Why Build This Website

Learning for its own sake isn’t the point. At this age, I’m not chasing a certificate. For me, learning means building something you can see and touch. This website — built by someone who barely knew computers, using AI agents. Watching the agent work taught me more than any tutorial ever did.

Running a site at this stage of life doesn’t cost much, either. The real motivation is simpler: learning is genuinely interesting. And on the internet, you’ll always find people who get it.

Why “TypingHand” (鍵筆)?

I won’t ask when you last wrote by hand — you’d be surprised how often you still need to sign things. But in the AI era, our pen is the keyboard. Typing is writing. The name TypingHand has a second meaning: using AI agents as the hand that writes code, opening doors that would otherwise stay shut.

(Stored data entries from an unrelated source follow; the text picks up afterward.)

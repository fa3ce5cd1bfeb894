//! BoxCiTrigger / BoxCiQuery -- object-safe wrappers for the CI ports.
//!
//! Same blanket-impl pattern as `BoxRegistryStore`:
//! 1. Define object-safe `*Dyn` traits with boxed futures
//! 2. Blanket-impl them for every implementation of the port
//! 3. The `Box*` wrappers hold `Box<dyn *Dyn>` and implement the port again,
//!    so the relay stays generic while the binary picks providers at runtime.

use std::future::Future;
use std::pin::Pin;

use buildrelay_types::error::CiError;
use buildrelay_types::run::{ExternalRun, ReleaseAsset, RunDetail};

use super::{CiQuery, CiTrigger, DispatchPayload};

type BoxFuture<'a, T> = Pin<Box<dyn Future<Output = T> + Send + 'a>>;

/// Object-safe version of [`CiTrigger`].
pub trait CiTriggerDyn: Send + Sync {
    fn dispatch_boxed<'a>(&'a self, payload: &'a DispatchPayload) -> BoxFuture<'a, Result<(), CiError>>;
}

impl<T: CiTrigger> CiTriggerDyn for T {
    fn dispatch_boxed<'a>(&'a self, payload: &'a DispatchPayload) -> BoxFuture<'a, Result<(), CiError>> {
        Box::pin(self.dispatch(payload))
    }
}

/// Object-safe version of [`CiQuery`].
pub trait CiQueryDyn: Send + Sync {
    fn list_recent_runs_boxed(&self, window: usize) -> BoxFuture<'_, Result<Vec<ExternalRun>, CiError>>;

    fn get_run_boxed(&self, run_id: u64) -> BoxFuture<'_, Result<Option<ExternalRun>, CiError>>;

    fn get_run_detail_boxed(&self, run_id: u64) -> BoxFuture<'_, Result<RunDetail, CiError>>;

    fn list_release_assets_boxed<'a>(&'a self, tag: &'a str) -> BoxFuture<'a, Result<Vec<ReleaseAsset>, CiError>>;
}

impl<T: CiQuery> CiQueryDyn for T {
    fn list_recent_runs_boxed(&self, window: usize) -> BoxFuture<'_, Result<Vec<ExternalRun>, CiError>> {
        Box::pin(self.list_recent_runs(window))
    }

    fn get_run_boxed(&self, run_id: u64) -> BoxFuture<'_, Result<Option<ExternalRun>, CiError>> {
        Box::pin(self.get_run(run_id))
    }

    fn get_run_detail_boxed(&self, run_id: u64) -> BoxFuture<'_, Result<RunDetail, CiError>> {
        Box::pin(self.get_run_detail(run_id))
    }

    fn list_release_assets_boxed<'a>(&'a self, tag: &'a str) -> BoxFuture<'a, Result<Vec<ReleaseAsset>, CiError>> {
        Box::pin(self.list_release_assets(tag))
    }
}

/// Type-erased CI trigger.
pub struct BoxCiTrigger {
    inner: Box<dyn CiTriggerDyn + Send + Sync>,
}

impl BoxCiTrigger {
    pub fn new<T: CiTrigger + 'static>(trigger: T) -> Self {
        Self {
            inner: Box::new(trigger),
        }
    }
}

impl CiTrigger for BoxCiTrigger {
    async fn dispatch(&self, payload: &DispatchPayload) -> Result<(), CiError> {
        self.inner.dispatch_boxed(payload).await
    }
}

/// Type-erased CI query client.
pub struct BoxCiQuery {
    inner: Box<dyn CiQueryDyn + Send + Sync>,
}

impl BoxCiQuery {
    pub fn new<T: CiQuery + 'static>(query: T) -> Self {
        Self {
            inner: Box::new(query),
        }
    }
}

impl CiQuery for BoxCiQuery {
    async fn list_recent_runs(&self, window: usize) -> Result<Vec<ExternalRun>, CiError> {
        self.inner.list_recent_runs_boxed(window).await
    }

    async fn get_run(&self, run_id: u64) -> Result<Option<ExternalRun>, CiError> {
        self.inner.get_run_boxed(run_id).await
    }

    async fn get_run_detail(&self, run_id: u64) -> Result<RunDetail, CiError> {
        self.inner.get_run_detail_boxed(run_id).await
    }

    async fn list_release_assets(&self, tag: &str) -> Result<Vec<ReleaseAsset>, CiError> {
        self.inner.list_release_assets_boxed(tag).await
    }
}
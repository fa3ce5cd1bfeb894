//! Dispatcher: one trigger call per build request.
//!
//! The trigger API hands back no run handle, so the token is written into
//! every field the CI system might echo: a structured `correlation_id` and a
//! run title that carries the token in brackets.

use serde_json::json;

use buildrelay_types::error::RelayError;
use buildrelay_types::request::BuildRequest;

use crate::ci::{CiTrigger, DispatchPayload};
use crate::retry::RetryPolicy;

/// Name of the payload field carrying the correlation token.
pub const CORRELATION_FIELD: &str = "correlation_id";

/// Human-readable run title: `"<name> [<token>]"`.
pub fn run_title(request: &BuildRequest) -> String {
    format!("{} [{}]", request.target.name, request.token)
}

/// Build the trigger payload for `request`.
///
/// Key names match what the CI workflow reads from `client_payload`.
pub fn payload_for(event_type: &str, request: &BuildRequest) -> DispatchPayload {
    let title = run_title(request);
    let client_payload = json!({
        CORRELATION_FIELD: request.token.as_str(),
        "run_title": title,
        "app_name": request.target.name,
        "package_name": request.target.package_id,
        "app_url": request.target.source_url,
        "icon_url": request.icon_url,
        "use_camera": request.features.camera,
        "use_mic": request.features.microphone,
        "use_location": request.features.location,
        "use_files": request.features.files,
    });

    DispatchPayload {
        event_type: event_type.to_string(),
        title,
        client_payload,
    }
}

/// Issues trigger calls through a [`CiTrigger`].
pub struct Dispatcher<T: CiTrigger> {
    trigger: T,
    event_type: String,
    retry: RetryPolicy,
}

impl<T: CiTrigger> Dispatcher<T> {
    pub fn new(trigger: T, event_type: impl Into<String>, retry: RetryPolicy) -> Self {
        Self {
            trigger,
            event_type: event_type.into(),
            retry,
        }
    }

    /// Trigger a run for `request`. Returns once the CI system accepts it.
    ///
    /// A retried attempt can start a second run for the same token; the
    /// correlator picks the earliest.
    pub async fn dispatch(&self, request: &BuildRequest) -> Result<(), RelayError> {
        let payload = payload_for(&self.event_type, request);

        self.retry
            .run("dispatch", || self.trigger.dispatch(&payload))
            .await
            .map_err(|e| {
                tracing::error!(token = %request.token, error = %e, "dispatch failed");
                RelayError::Dependency {
                    service: "CI",
                    message: e.to_string(),
                }
            })?;

        tracing::info!(
            token = %request.token,
            event_type = %self.event_type,
            package = %request.target.package_id,
            "build dispatched"
        );
        Ok(())
    }
}
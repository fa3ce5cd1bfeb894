//! SQLite storage layer.
//!
//! The durable request-registry backend, using WAL mode and split
//! read/write connection pools.

pub mod pool;
pub mod registry;
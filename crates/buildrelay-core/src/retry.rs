//! Timeout and bounded retry for outbound calls.
//!
//! Every call to the CI system or the asset store goes through a
//! [`RetryPolicy`]: each attempt is bounded by a timeout, and only errors the
//! provider might not repeat (timeouts, transport failures, 5xx) are retried.
//! Retrying a dispatch can start a duplicate run; the correlator's tie-break
//! absorbs that.

use std::fmt;
use std::future::Future;
use std::time::Duration;

use buildrelay_types::config::{CiConfig, StorageConfig};
use buildrelay_types::error::{CiError, StorageError};

/// Errors that can distinguish transient from permanent failures.
pub trait TransientError: Sized {
    /// The error reported when an attempt exceeds its timeout.
    fn timed_out() -> Self;

    fn is_retryable(&self) -> bool;
}

impl TransientError for CiError {
    fn timed_out() -> Self {
        CiError::Timeout
    }

    fn is_retryable(&self) -> bool {
        CiError::is_retryable(self)
    }
}

impl TransientError for StorageError {
    fn timed_out() -> Self {
        StorageError::Timeout
    }

    fn is_retryable(&self) -> bool {
        StorageError::is_retryable(self)
    }
}

/// Per-call timeout plus bounded retry with linear backoff.
#[derive(Debug, Clone)]
pub struct RetryPolicy {
    pub timeout: Duration,
    /// Retries after the first attempt (total attempts = 1 + max_retries).
    pub max_retries: u32,
    pub backoff: Duration,
}

impl Default for RetryPolicy {
    fn default() -> Self {
        Self::from_ci(&CiConfig::default())
    }
}

impl RetryPolicy {
    pub fn from_ci(config: &CiConfig) -> Self {
        Self {
            timeout: Duration::from_secs(config.request_timeout_secs),
            max_retries: config.max_retries,
            backoff: Duration::from_millis(config.retry_backoff_ms),
        }
    }

    pub fn from_storage(config: &StorageConfig) -> Self {
        Self {
            timeout: Duration::from_secs(config.request_timeout_secs),
            max_retries: config.max_retries,
            backoff: Duration::from_millis(250),
        }
    }

    /// A policy that never retries; used by tests and one-shot CLI calls.
    pub fn single_attempt(timeout: Duration) -> Self {
        Self {
            timeout,
            max_retries: 0,
            backoff: Duration::ZERO,
        }
    }

    /// Run `call` under this policy.
    ///
    /// `call` is invoked once per attempt. The last error is returned when
    /// retries are exhausted or the error is permanent.
    pub async fn run<T, E, F, Fut>(&self, operation: &str, mut call: F) -> Result<T, E>
    where
        E: TransientError + fmt::Display,
        F: FnMut() -> Fut,
        Fut: Future<Output = Result<T, E>>,
    {
        let mut attempt: u32 = 0;
        loop {
            attempt += 1;
            let result = match tokio::time::timeout(self.timeout, call()).await {
                Ok(result) => result,
                Err(_) => Err(E::timed_out()),
            };

            match result {
                Ok(value) => return Ok(value),
                Err(e) if e.is_retryable() && attempt <= self.max_retries => {
                    tracing::warn!(
                        operation,
                        attempt,
                        error = %e,
                        "external call failed, retrying"
                    );
                    tokio::time::sleep(self.backoff * attempt).await;
                }
                Err(e) => return Err(e),
            }
        }
    }
}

Real Figures, Real Talk, Real Test — The Three Columns

The site is built around three core columns:

Real Figures (實數): Let the data speak. Neutral, pipeline-driven indices that track AI’s arrival and evolution — and its limits.

Real Talk (實話): Straight talk, written by me. Personal essays on technology, time, and the ups and downs of a Hong Kong career.

Real Test (實試): Hands-on testing. Trying out AI tools myself and documenting the results.

Two more columns are in the pipeline: Real Use (實用): Step-by-step setup guides from scratch. Real Read (實讀): AI concepts unpacked in plain language.

Neutral Witness, No Signals to Sell

My stance is simple: neutral observer. Neither cheerleader nor doomsayer. Use it when it helps, learn it while you can. I’m not here to sell you signals or hype. I call it as I see it — nothing more.

What You’ll Find Here

Regular columns under Real Figures: AI Era Watch — Weekly updates. The AI developments you shouldn’t miss, curated and contextualised. Real Figures Weekly — A custom dashboard, updated weekly, answering three questions: When does AI actually enter our daily lives? When will crypto behave like real currency? Can an AI-driven stock picker beat index investing over the long run?

Other columns update on their own schedule — when there’s something worth saying.